> THE RECORDS

-=-=-

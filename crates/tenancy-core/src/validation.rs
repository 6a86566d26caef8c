//! Input validation for tenant registration
//!
//! Schema names become file names and partition identifiers, so they are held
//! to a strict character set. Lookups never go through these checks: any
//! string may be looked up and simply misses.

use crate::{DirectoryError, NewTenant, Result};

/// Maximum length for schema names (PostgreSQL identifier limit)
pub const MAX_SCHEMA_NAME_LEN: usize = 63;

/// Maximum length for display names
pub const MAX_DISPLAY_NAME_LEN: usize = 100;

/// Maximum length for font family names
pub const MAX_FONT_FAMILY_LEN: usize = 50;

/// Maximum length for domains
pub const MAX_DOMAIN_LEN: usize = 253;

/// Identifiers that can never be registered as tenants.
///
/// `public` already exists as the shared namespace; `www` is what a bare
/// `www.` host would resolve to.
pub const RESERVED_SCHEMA_NAMES: &[&str] = &["public", "www"];

/// Whether `name` is one of [`RESERVED_SCHEMA_NAMES`]
pub fn is_reserved(name: &str) -> bool {
    RESERVED_SCHEMA_NAMES.contains(&name)
}

/// Whether `name` can never be routed to as a tenant on `base_host`
///
/// Covers the reserved words plus the base host itself and its first label,
/// which a host header can never yield as a subdomain.
pub fn is_reserved_for_host(name: &str, base_host: &str) -> bool {
    if is_reserved(name) {
        return true;
    }
    let base_host = base_host.trim();
    let label = base_host.split('.').next().unwrap_or(base_host);
    name.eq_ignore_ascii_case(base_host) || (!label.is_empty() && name.eq_ignore_ascii_case(label))
}

/// Validate a schema name for a new tenant
///
/// Requirements:
/// - Not empty
/// - <= 63 characters
/// - Lowercase ASCII letters, digits, underscore, hyphen
/// - Starts with a letter
/// - Not reserved
pub fn validate_schema_name(name: &str) -> Result<()> {
    if name.is_empty() {
        return Err(DirectoryError::ValidationError(
            "Schema name cannot be empty".to_string(),
        ));
    }

    if name.len() > MAX_SCHEMA_NAME_LEN {
        return Err(DirectoryError::ValidationError(format!(
            "Schema name too long: {} > {} characters",
            name.len(),
            MAX_SCHEMA_NAME_LEN
        )));
    }

    if !name
        .chars()
        .all(|c| c.is_ascii_lowercase() || c.is_ascii_digit() || c == '_' || c == '-')
    {
        return Err(DirectoryError::ValidationError(
            "Schema name contains invalid characters (allowed: a-z, 0-9, _, -)".to_string(),
        ));
    }

    if !name.starts_with(|c: char| c.is_ascii_lowercase()) {
        return Err(DirectoryError::ValidationError(
            "Schema name must start with a letter".to_string(),
        ));
    }

    if is_reserved(name) {
        return Err(DirectoryError::ReservedIdentifier(name.to_string()));
    }

    Ok(())
}

/// Validate a tenant display name
pub fn validate_display_name(name: &str) -> Result<()> {
    let trimmed = name.trim();
    if trimmed.is_empty() {
        return Err(DirectoryError::ValidationError(
            "Tenant name cannot be empty".to_string(),
        ));
    }

    if trimmed.chars().count() > MAX_DISPLAY_NAME_LEN {
        return Err(DirectoryError::ValidationError(format!(
            "Tenant name too long: > {} characters",
            MAX_DISPLAY_NAME_LEN
        )));
    }

    Ok(())
}

/// Validate a domain string such as `pizza.localhost`
pub fn validate_domain(domain: &str) -> Result<()> {
    if domain.is_empty() {
        return Err(DirectoryError::ValidationError(
            "Domain cannot be empty".to_string(),
        ));
    }

    if domain.len() > MAX_DOMAIN_LEN {
        return Err(DirectoryError::ValidationError(format!(
            "Domain too long: {} > {} characters",
            domain.len(),
            MAX_DOMAIN_LEN
        )));
    }

    if !domain
        .chars()
        .all(|c| c.is_ascii_alphanumeric() || c == '.' || c == '-')
    {
        return Err(DirectoryError::ValidationError(
            "Domain contains invalid characters (allowed: alphanumeric, ., -)".to_string(),
        ));
    }

    if domain.starts_with('.') || domain.ends_with('.') || domain.contains("..") {
        return Err(DirectoryError::ValidationError(
            "Domain has an empty label".to_string(),
        ));
    }

    Ok(())
}

/// Validate a CSS hex color (`#RGB` or `#RRGGBB`)
pub fn validate_color(color: &str) -> Result<()> {
    let hex = color.strip_prefix('#').ok_or_else(|| {
        DirectoryError::ValidationError(format!("Color '{}' must start with '#'", color))
    })?;

    if !(hex.len() == 3 || hex.len() == 6) || !hex.chars().all(|c| c.is_ascii_hexdigit()) {
        return Err(DirectoryError::ValidationError(format!(
            "Color '{}' must be #RGB or #RRGGBB",
            color
        )));
    }

    Ok(())
}

/// Validate a font family name
pub fn validate_font_family(font: &str) -> Result<()> {
    if font.trim().is_empty() {
        return Err(DirectoryError::ValidationError(
            "Font family cannot be empty".to_string(),
        ));
    }

    if font.len() > MAX_FONT_FAMILY_LEN {
        return Err(DirectoryError::ValidationError(format!(
            "Font family too long: {} > {} characters",
            font.len(),
            MAX_FONT_FAMILY_LEN
        )));
    }

    Ok(())
}

/// Validate a logo URL (absolute http/https only)
pub fn validate_logo_url(url: &str) -> Result<()> {
    let rest = url
        .strip_prefix("https://")
        .or_else(|| url.strip_prefix("http://"))
        .ok_or_else(|| {
            DirectoryError::ValidationError("Logo URL must use http or https".to_string())
        })?;

    if rest.is_empty() || rest.chars().any(char::is_whitespace) {
        return Err(DirectoryError::ValidationError(
            "Logo URL is malformed".to_string(),
        ));
    }

    Ok(())
}

/// Validate every field of a registration request
pub fn validate_new_tenant(tenant: &NewTenant) -> Result<()> {
    validate_schema_name(&tenant.schema_name)?;
    validate_display_name(&tenant.name)?;
    validate_domain(&tenant.domain)?;
    validate_color(&tenant.branding.primary_color)?;
    validate_font_family(&tenant.branding.font_family)?;
    if let Some(ref url) = tenant.branding.logo_url {
        validate_logo_url(url)?;
    }
    Ok(())
}

#[cfg(test)]
mod tests {
    use super::*;
    use crate::Branding;

    #[test]
    fn test_valid_schema_names() {
        assert!(validate_schema_name("pizza").is_ok());
        assert!(validate_schema_name("sushi_master").is_ok());
        assert!(validate_schema_name("burger-2").is_ok());
        assert!(validate_schema_name("a").is_ok());
    }

    #[test]
    fn test_invalid_schema_names() {
        assert!(validate_schema_name("").is_err()); // Empty
        assert!(validate_schema_name(&"a".repeat(64)).is_err()); // Too long
        assert!(validate_schema_name("Pizza").is_err()); // Uppercase
        assert!(validate_schema_name("pizza place").is_err()); // Space
        assert!(validate_schema_name("2pizza").is_err()); // Leading digit
        assert!(validate_schema_name("../etc").is_err()); // Traversal
        assert!(validate_schema_name("pizza.localhost").is_err()); // Dot
    }

    #[test]
    fn test_reserved_schema_names() {
        assert!(matches!(
            validate_schema_name("public"),
            Err(DirectoryError::ReservedIdentifier(_))
        ));
        assert!(matches!(
            validate_schema_name("www"),
            Err(DirectoryError::ReservedIdentifier(_))
        ));
        assert!(is_reserved("public"));
        assert!(!is_reserved("pizza"));
    }

    #[test]
    fn test_reserved_for_host() {
        assert!(is_reserved_for_host("www", "localhost"));
        assert!(is_reserved_for_host("localhost", "localhost"));
        assert!(is_reserved_for_host("orderup", "orderup.com"));
        assert!(is_reserved_for_host("orderup", "OrderUp.com"));
        assert!(!is_reserved_for_host("pizza", "orderup.com"));
        assert!(!is_reserved_for_host("localhost", "orderup.com"));
    }

    #[test]
    fn test_validate_domain() {
        assert!(validate_domain("pizza.localhost").is_ok());
        assert!(validate_domain("pizza.orderup.com").is_ok());
        assert!(validate_domain("localhost").is_ok());
        assert!(validate_domain("").is_err());
        assert!(validate_domain(".localhost").is_err());
        assert!(validate_domain("pizza..localhost").is_err());
        assert!(validate_domain("pizza/localhost").is_err());
    }

    #[test]
    fn test_validate_color() {
        assert!(validate_color("#e63946").is_ok());
        assert!(validate_color("#FFF").is_ok());
        assert!(validate_color("e63946").is_err()); // Missing '#'
        assert!(validate_color("#e6394").is_err()); // Wrong length
        assert!(validate_color("#zzzzzz").is_err()); // Not hex
    }

    #[test]
    fn test_validate_logo_url() {
        assert!(validate_logo_url("https://img.icons8.com/color/96/pizza.png").is_ok());
        assert!(validate_logo_url("http://cdn.local/logo.svg").is_ok());
        assert!(validate_logo_url("ftp://cdn.local/logo.svg").is_err());
        assert!(validate_logo_url("https://").is_err());
        assert!(validate_logo_url("https://cdn.local/my logo.png").is_err());
    }

    #[test]
    fn test_validate_new_tenant() {
        let ok = NewTenant::new("pizza", "Pizza Lover", "pizza.localhost").with_branding(Branding {
            primary_color: "#e63946".to_string(),
            font_family: "Roboto".to_string(),
            logo_url: Some("https://img.icons8.com/color/96/pizza.png".to_string()),
        });
        assert!(validate_new_tenant(&ok).is_ok());

        let blank_name = NewTenant::new("pizza", "   ", "pizza.localhost");
        assert!(validate_new_tenant(&blank_name).is_err());

        let mut bad_color = ok.clone();
        bad_color.branding.primary_color = "red".to_string();
        assert!(validate_new_tenant(&bad_color).is_err());
    }
}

-=-=-

> YOUR ASSIGNMENT
Look above for the line with "validate_domain(&tenant.domain)?;" and the line with "use super::*;". Retype those two lines and every line between them exactly, adding nothing.

> OUTPUT OF THE TASK
    validate_domain(&tenant.domain)?;
    validate_color(&tenant.branding.primary_color)?;
    validate_font_family(&tenant.branding.font_family)?;
    if let Some(ref url) = tenant.branding.logo_url {
        validate_logo_url(url)?;
    }
    Ok(())
}

#[cfg(test)]
mod tests {
    use super::*;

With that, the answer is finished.